I took a mild interest in the Sunday Age story this morning about a parent who set up a website criticising a school and its principal after her son was expelled for bullying.
Tintern is an Anglican grammar school in Ringwood. The principal is Jenny Collins.
I don’t know Ms Collins, but I feel confident in my assumption that she’s a reputable educator.
I don’t feel comfortable about the disparaging website that’s been created under the pseudonym of Julie Barkly.
Apparently the website’s creator is a “human rights and welfare lawyer”.
She’s obviously passionate, but if her son was wrongly expelled there are other ways of dealing with it.

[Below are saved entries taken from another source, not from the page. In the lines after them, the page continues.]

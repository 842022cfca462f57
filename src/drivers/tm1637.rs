//! TM1637 4-digit 7-segment display driver.
//!
//! Two-wire protocol bit-banged over GPIO (not I2C: no address byte, LSB
//! first). The driver caches the four digit values and the colon state
//! and rewrites the whole display RAM on any change, which keeps the
//! colon (wired to the segment-8 bit of grid 2) consistent.
//!
//! ## Dual-target design
//!
//! On ESP-IDF: drives the real bus via hw_init GPIO helpers.
//! On host/test: tracks the displayed state in-memory only.

use crate::drivers::hw_init;
use crate::pins;

/// Segment patterns for digits 0-9 (gfedcba order).
const DIGIT_SEGMENTS: [u8; 10] = [
    0x3F, 0x06, 0x5B, 0x4F, 0x66, 0x6D, 0x7D, 0x07, 0x7F, 0x6F,
];

/// Data command: write display RAM, auto-increment address.
const CMD_DATA_AUTO: u8 = 0x40;
/// Address command: display RAM base (grid 0).
const CMD_ADDR_BASE: u8 = 0xC0;
/// Control command: display on, brightness in the low 3 bits.
const CMD_DISPLAY_ON: u8 = 0x88;

/// Colon is the MSB of the second grid byte.
const COLON_BIT: u8 = 0x80;

/// Half-period of the bit clock (us). The TM1637 tops out around 250 kHz.
const BIT_DELAY_US: u32 = 5;

pub struct Tm1637 {
    digits: [u8; 4],
    colon: bool,
    brightness: u8,
}

impl Tm1637 {
    /// Brightness 0-7.
    pub fn new(brightness: u8) -> Self {
        Self {
            digits: [0; 4],
            colon: false,
            brightness: brightness.min(7),
        }
    }

    /// Display four digit values, most significant first. Values above 9
    /// render as blank.
    pub fn set_digits(&mut self, digits: [u8; 4]) {
        if self.digits != digits {
            self.digits = digits;
            self.flush();
        }
    }

    pub fn set_colon(&mut self, on: bool) {
        if self.colon != on {
            self.colon = on;
            self.flush();
        }
    }

    pub fn clear(&mut self) {
        self.digits = [0xFF; 4];
        self.colon = false;
        self.flush();
    }

    pub fn digits(&self) -> [u8; 4] {
        self.digits
    }

    pub fn colon(&self) -> bool {
        self.colon
    }

    /// Rewrite the full display RAM from the cached state.
    fn flush(&self) {
        let mut frame = [0u8; 4];
        for (i, &d) in self.digits.iter().enumerate() {
            frame[i] = DIGIT_SEGMENTS.get(d as usize).copied().unwrap_or(0x00);
        }
        if self.colon {
            frame[1] |= COLON_BIT;
        }

        self.start();
        self.write_byte(CMD_DATA_AUTO);
        self.stop();

        self.start();
        self.write_byte(CMD_ADDR_BASE);
        for &b in &frame {
            self.write_byte(b);
        }
        self.stop();

        self.start();
        self.write_byte(CMD_DISPLAY_ON | self.brightness);
        self.stop();
    }

    // ── Bus primitives ────────────────────────────────────────

    /// Start condition: DIO falls while CLK is high.
    fn start(&self) {
        hw_init::gpio_write(pins::TM1637_CLK_GPIO, true);
        hw_init::gpio_write(pins::TM1637_DIO_GPIO, true);
        hw_init::delay_us(BIT_DELAY_US);
        hw_init::gpio_write(pins::TM1637_DIO_GPIO, false);
        hw_init::delay_us(BIT_DELAY_US);
    }

    /// Stop condition: DIO rises while CLK is high.
    fn stop(&self) {
        hw_init::gpio_write(pins::TM1637_CLK_GPIO, false);
        hw_init::gpio_write(pins::TM1637_DIO_GPIO, false);
        hw_init::delay_us(BIT_DELAY_US);
        hw_init::gpio_write(pins::TM1637_CLK_GPIO, true);
        hw_init::delay_us(BIT_DELAY_US);
        hw_init::gpio_write(pins::TM1637_DIO_GPIO, true);
        hw_init::delay_us(BIT_DELAY_US);
    }

    /// Clock out one byte LSB first, then release DIO for the ACK slot.
    fn write_byte(&self, mut byte: u8) {
        for _ in 0..8 {
            hw_init::gpio_write(pins::TM1637_CLK_GPIO, false);
            hw_init::gpio_write(pins::TM1637_DIO_GPIO, byte & 1 != 0);
            hw_init::delay_us(BIT_DELAY_US);
            hw_init::gpio_write(pins::TM1637_CLK_GPIO, true);
            hw_init::delay_us(BIT_DELAY_US);
            byte >>= 1;
        }

        // ACK slot: release DIO (open-drain high) and clock once. The
        // chip's pull-low is not read back.
        hw_init::gpio_write(pins::TM1637_CLK_GPIO, false);
        hw_init::gpio_write(pins::TM1637_DIO_GPIO, true);
        hw_init::delay_us(BIT_DELAY_US);
        hw_init::gpio_write(pins::TM1637_CLK_GPIO, true);
        hw_init::delay_us(BIT_DELAY_US);
        hw_init::gpio_write(pins::TM1637_CLK_GPIO, false);
    }
}

#[cfg(test)]
mod tests {
    use super::*;

    #[test]
    fn caches_digits_and_colon() {
        let mut d = Tm1637::new(7);
        d.set_digits([1, 2, 3, 4]);
        d.set_colon(true);
        assert_eq!(d.digits(), [1, 2, 3, 4]);
        assert!(d.colon());
    }

    #[test]
    fn clear_blanks_everything() {
        let mut d = Tm1637::new(7);
        d.set_digits([8, 8, 8, 8]);
        d.set_colon(true);
        d.clear();
        assert_eq!(d.digits(), [0xFF; 4]);
        assert!(!d.colon());
    }

    #[test]
    fn brightness_clamped_to_hw_range() {
        let d = Tm1637::new(200);
        assert_eq!(d.brightness, 7);
    }
}
//! Unified error types for the Reloj7 firmware.
//!
//! A single `Error` enum that every subsystem can convert into, keeping the
//! top-level loop's error handling uniform. All variants are `Copy` so they
//! can be cheaply passed around without allocation.

use core::fmt;

// ---------------------------------------------------------------------------
// Top-level firmware error
// ---------------------------------------------------------------------------

/// Every fallible operation in the firmware funnels into this type.
#[derive(Debug, Clone, Copy, PartialEq, Eq)]
pub enum Error {
    /// An inbound payload could not be decoded into its field's type.
    Decode(DecodeError),
    /// A display line could not be derived from the current weather state.
    Format(FormatError),
    /// A communication subsystem failed.
    Comms(CommsError),
    /// Peripheral initialisation failed.
    Init(&'static str),
    /// Configuration is invalid.
    Config(&'static str),
}

impl fmt::Display for Error {
    fn fmt(&self, f: &mut fmt::Formatter<'_>) -> fmt::Result {
        match self {
            Self::Decode(e) => write!(f, "decode: {e}"),
            Self::Format(e) => write!(f, "format: {e}"),
            Self::Comms(e) => write!(f, "comms: {e}"),
            Self::Init(msg) => write!(f, "init: {msg}"),
            Self::Config(msg) => write!(f, "config: {msg}"),
        }
    }
}

impl std::error::Error for Error {}

// ---------------------------------------------------------------------------
// Payload decode errors
// ---------------------------------------------------------------------------

/// A telemetry or request payload did not parse into the expected type.
/// The listener boundary catches these and keeps the previous value.
#[derive(Debug, Clone, Copy, PartialEq, Eq)]
pub enum DecodeError {
    /// A float field (wind speed) received a non-numeric payload.
    BadFloat(&'static str),
    /// An integer field (wind direction, alarm minutes) received a
    /// non-numeric payload.
    BadInt(&'static str),
}

impl fmt::Display for DecodeError {
    fn fmt(&self, f: &mut fmt::Formatter<'_>) -> fmt::Result {
        match self {
            Self::BadFloat(field) => write!(f, "non-numeric payload for float field {field}"),
            Self::BadInt(field) => write!(f, "non-numeric payload for integer field {field}"),
        }
    }
}

impl From<DecodeError> for Error {
    fn from(e: DecodeError) -> Self {
        Self::Decode(e)
    }
}

// ---------------------------------------------------------------------------
// Carousel format errors
// ---------------------------------------------------------------------------

/// A carousel slot could not be rendered from the current state.
#[derive(Debug, Clone, Copy, PartialEq, Eq)]
pub enum FormatError {
    /// Sunrise/sunset still carry the startup sentinel (no `HH:MM` yet).
    SunTimesUnknown,
}

impl fmt::Display for FormatError {
    fn fmt(&self, f: &mut fmt::Formatter<'_>) -> fmt::Result {
        match self {
            Self::SunTimesUnknown => write!(f, "sunrise/sunset not yet received"),
        }
    }
}

impl From<FormatError> for Error {
    fn from(e: FormatError) -> Self {
        Self::Format(e)
    }
}

// ---------------------------------------------------------------------------
// Communications errors
// ---------------------------------------------------------------------------

#[derive(Debug, Clone, Copy, PartialEq, Eq)]
pub enum CommsError {
    WifiConnectFailed,
    MqttConnectFailed,
    MqttSubscribeFailed,
    MqttPublishFailed,
    BellRequestFailed,
}

impl fmt::Display for CommsError {
    fn fmt(&self, f: &mut fmt::Formatter<'_>) -> fmt::Result {
        match self {
            Self::WifiConnectFailed => write!(f, "WiFi connect failed"),
            Self::MqttConnectFailed => write!(f, "MQTT connect failed"),
            Self::MqttSubscribeFailed => write!(f, "MQTT subscribe failed"),
            Self::MqttPublishFailed => write!(f, "MQTT publish failed"),
            Self::BellRequestFailed => write!(f, "bell HTTP request failed"),
        }
    }
}

impl From<CommsError> for Error {
    fn from(e: CommsError) -> Self {
        Self::Comms(e)
    }
}

// ---------------------------------------------------------------------------
// Convenience Result alias
// ---------------------------------------------------------------------------

/// Firmware-wide `Result` alias.
pub type Result<T> = core::result::Result<T, Error>;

The stated purpose of the website is to “raise legitimate issues about”:
- Use of excessive levels of school funding on aggressive & ineffectual lawyers (for questionable purposes) instead of appropriate expenditure on updating school resources;
- The acceptance of responsibility for failing to provide contracted services & management restructuring resulting in the termination of loyal & long serving staff member’s employment, and;
- Highly questionable & disingenuous use of student’s names to improperly facilitate a disgraceful expulsion.
I fully support freedom of opinion and expression, but this seems an excessive reaction.
And if the desire is to raise legitimate issues, why doesn’t the author give her real name?
The school is suing “Ms Barkly” for defamation.
However, the website and the defamation trial are curious sideshows to a more disturbing phenomenon.
The website provides an external link to “student views on principal Jenny Collins”. I won’t repeat some of the comments here because they are defamatory and nasty.
I’m shocked that such a site is allowed to exist.
It lends credence to the argument of people like former South Australian Attorney General, Michael Atkinson, who described a news website as “a sewer of criminal defamation” for allowing open slather on comments.
Ratemyteachers.com claims “the Supreme Court of the United States has held that anonymity of speech is protected under the First Amendment to the Constitution.”
Mr Atkinson was wrong in that newspapers have to be wary of defamation laws when deciding whether to allow particular comments.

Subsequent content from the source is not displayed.